- PROBLEM STATEMENT:
Copy out each line containing "reason" from the entries below.

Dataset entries
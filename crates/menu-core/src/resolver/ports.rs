//! Ports standing in for the browser location and history APIs.

use std::sync::Mutex;

use tokio::sync::broadcast;
use url::Url;

/// Source of the page's current URL.
pub trait UrlProvider: Send + Sync {
    fn current_url(&self) -> Url;
}

/// History mutation without page reload.
pub trait HistoryPort: Send + Sync {
    /// Add a new entry (back navigation returns to the previous one).
    fn push(&self, url: &Url);
    /// Overwrite the current entry in place.
    fn replace(&self, url: &Url);
}

/// A back/forward navigation landed on `url`.
#[derive(Debug, Clone, PartialEq, Eq)]
pub struct NavigationEvent {
    pub url: Url,
}

#[derive(Debug)]
struct Stack {
    entries: Vec<Url>,
    index: usize,
}

/// In-memory session history implementing both ports.
///
/// `back`/`forward` move the cursor and broadcast a `NavigationEvent`, like a
/// browser `popstate`. `push`/`replace` never broadcast.
#[derive(Debug)]
pub struct MemoryHistory {
    stack: Mutex<Stack>,
    pops: broadcast::Sender<NavigationEvent>,
}

impl MemoryHistory {
    pub fn new(initial: Url) -> Self {
        let (pops, _) = broadcast::channel(16);
        Self {
            stack: Mutex::new(Stack {
                entries: vec![initial],
                index: 0,
            }),
            pops,
        }
    }

    /// Receiver for back/forward events.
    pub fn pop_events(&self) -> broadcast::Receiver<NavigationEvent> {
        self.pops.subscribe()
    }

    /// Number of entries; never zero.
    #[allow(clippy::len_without_is_empty)]
    pub fn len(&self) -> usize {
        self.stack.lock().unwrap().entries.len()
    }

    pub fn entries(&self) -> Vec<Url> {
        self.stack.lock().unwrap().entries.clone()
    }

    pub fn back(&self) -> Option<Url> {
        self.go(-1)
    }

    pub fn forward(&self) -> Option<Url> {
        self.go(1)
    }

    fn go(&self, delta: isize) -> Option<Url> {
        let url = {
            let mut stack = self.stack.lock().unwrap();
            let target = stack.index.checked_add_signed(delta)?;
            if target >= stack.entries.len() {
                return None;
            }
            stack.index = target;
            stack.entries[target].clone()
        };
        let _ = self.pops.send(NavigationEvent { url: url.clone() });
        Some(url)
    }
}

impl UrlProvider for MemoryHistory {
    fn current_url(&self) -> Url {
        let stack = self.stack.lock().unwrap();
        stack.entries[stack.index].clone()
    }
}

impl HistoryPort for MemoryHistory {
    fn push(&self, url: &Url) {
        let mut stack = self.stack.lock().unwrap();
        let keep = stack.index + 1;
        stack.entries.truncate(keep);
        stack.entries.push(url.clone());
        stack.index = keep;
    }

    fn replace(&self, url: &Url) {
        let mut stack = self.stack.lock().unwrap();
        let index = stack.index;
        stack.entries[index] = url.clone();
    }
}
//! Observable loader state and user-visible failure kinds.

use std::sync::Arc;

use crate::menu::MenuResource;
use crate::url_model::Identifier;

/// Why a load ended without a menu. Superseded attempts never produce one.
#[derive(Debug, Clone, PartialEq, thiserror::Error)]
pub enum LoadError {
    #[error("no menu selected")]
    MissingIdentifier,
    #[error("{0:?} is not a valid menu identifier")]
    InvalidIdentifier(String),
    #[error("menu \"{id}\" not found (HTTP {status})")]
    NotFound { id: Identifier, status: u32 },
    #[error("menu \"{id}\" is not a valid menu document: {reason}")]
    MalformedDocument { id: Identifier, reason: String },
    #[error("menu \"{id}\" could not be fetched: {reason}")]
    Unreachable { id: Identifier, reason: String },
}

impl LoadError {
    /// Short message for the page, distinct per situation.
    pub fn user_message(&self) -> &'static str {
        match self {
            LoadError::MissingIdentifier => "Pick a menu to get started.",
            LoadError::InvalidIdentifier(_) | LoadError::NotFound { .. } => {
                "This menu doesn't exist."
            }
            LoadError::MalformedDocument { .. } => {
                "This menu couldn't be displayed. Please try again later."
            }
            LoadError::Unreachable { .. } => {
                "The menu couldn't be reached. Check your connection and retry."
            }
        }
    }
}

#[derive(Debug, Clone, PartialEq, Default)]
pub enum LoadState {
    #[default]
    Idle,
    Loading {
        id: Identifier,
    },
    Loaded {
        id: Identifier,
        menu: Arc<MenuResource>,
    },
    Failed(LoadError),
}

impl LoadState {
    pub fn is_loading(&self) -> bool {
        matches!(self, LoadState::Loading { .. })
    }

    pub fn is_failed(&self) -> bool {
        matches!(self, LoadState::Failed(_))
    }

    pub fn menu(&self) -> Option<&Arc<MenuResource>> {
        match self {
            LoadState::Loaded { menu, .. } => Some(menu),
            _ => None,
        }
    }

    pub fn error(&self) -> Option<&LoadError> {
        match self {
            LoadState::Failed(e) => Some(e),
            _ => None,
        }
    }

    /// Identifier the state refers to, when it refers to one.
    pub fn identifier(&self) -> Option<&Identifier> {
        match self {
            LoadState::Loading { id } | LoadState::Loaded { id, .. } => Some(id),
            LoadState::Failed(LoadError::NotFound { id, .. })
            | LoadState::Failed(LoadError::MalformedDocument { id, .. })
            | LoadState::Failed(LoadError::Unreachable { id, .. }) => Some(id),
            _ => None,
        }
    }
}
//! libcurl-backed menu document GET.

use std::time::Duration;

use super::{FetchError, FetchResponse, MenuFetcher};
use crate::config::FetchConfig;
use crate::control::AbortToken;

/// Headers sent with every request so intermediaries revalidate.
const NO_CACHE_HEADERS: [&str; 2] = ["Cache-Control: no-cache", "Pragma: no-cache"];

/// Hard cap on a menu document body.
const MAX_BODY_BYTES: usize = 8 * 1024 * 1024;

#[derive(Debug, Clone)]
pub struct CurlFetcher {
    connect_timeout: Duration,
    timeout: Duration,
}

impl CurlFetcher {
    pub fn new(cfg: &FetchConfig) -> Self {
        Self {
            connect_timeout: cfg.connect_timeout(),
            timeout: cfg.timeout(),
        }
    }

    fn perform(&self, url: &str, abort: &AbortToken) -> Result<FetchResponse, curl::Error> {
        let mut body: Vec<u8> = Vec::new();

        let mut easy = curl::easy::Easy::new();
        easy.url(url)?;
        easy.get(true)?;
        easy.follow_location(true)?;
        easy.max_redirections(10)?;
        easy.connect_timeout(self.connect_timeout)?;
        easy.timeout(self.timeout)?;
        easy.progress(true)?;

        let mut list = curl::easy::List::new();
        for header in NO_CACHE_HEADERS {
            list.append(header)?;
        }
        easy.http_headers(list)?;

        {
            let mut transfer = easy.transfer();
            transfer.write_function(|data| {
                if body.len() + data.len() > MAX_BODY_BYTES {
                    return Ok(0); // abort transfer
                }
                body.extend_from_slice(data);
                Ok(data.len())
            })?;
            // Returning false aborts the transfer with CURLE_ABORTED_BY_CALLBACK.
            transfer.progress_function(|_, _, _, _| !abort.is_aborted())?;
            transfer.perform()?;
        }

        let status = easy.response_code()?;
        Ok(FetchResponse { status, body })
    }
}

impl MenuFetcher for CurlFetcher {
    fn get(&self, url: &str, abort: &AbortToken) -> Result<FetchResponse, FetchError> {
        if abort.is_aborted() {
            return Err(FetchError::Cancelled);
        }
        tracing::debug!(url, "GET menu document");
        match self.perform(url, abort) {
            Ok(resp) => Ok(resp),
            Err(_) if abort.is_aborted() => Err(FetchError::Cancelled),
            Err(e) => Err(FetchError::Transport(e.to_string())),
        }
    }
}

- EXERCISE ANSWER:
    #[error("menu \"{id}\" is not a valid menu document: {reason}")]
    MalformedDocument { id: Identifier, reason: String },
    #[error("menu \"{id}\" could not be fetched: {reason}")]
    Unreachable { id: Identifier, reason: String },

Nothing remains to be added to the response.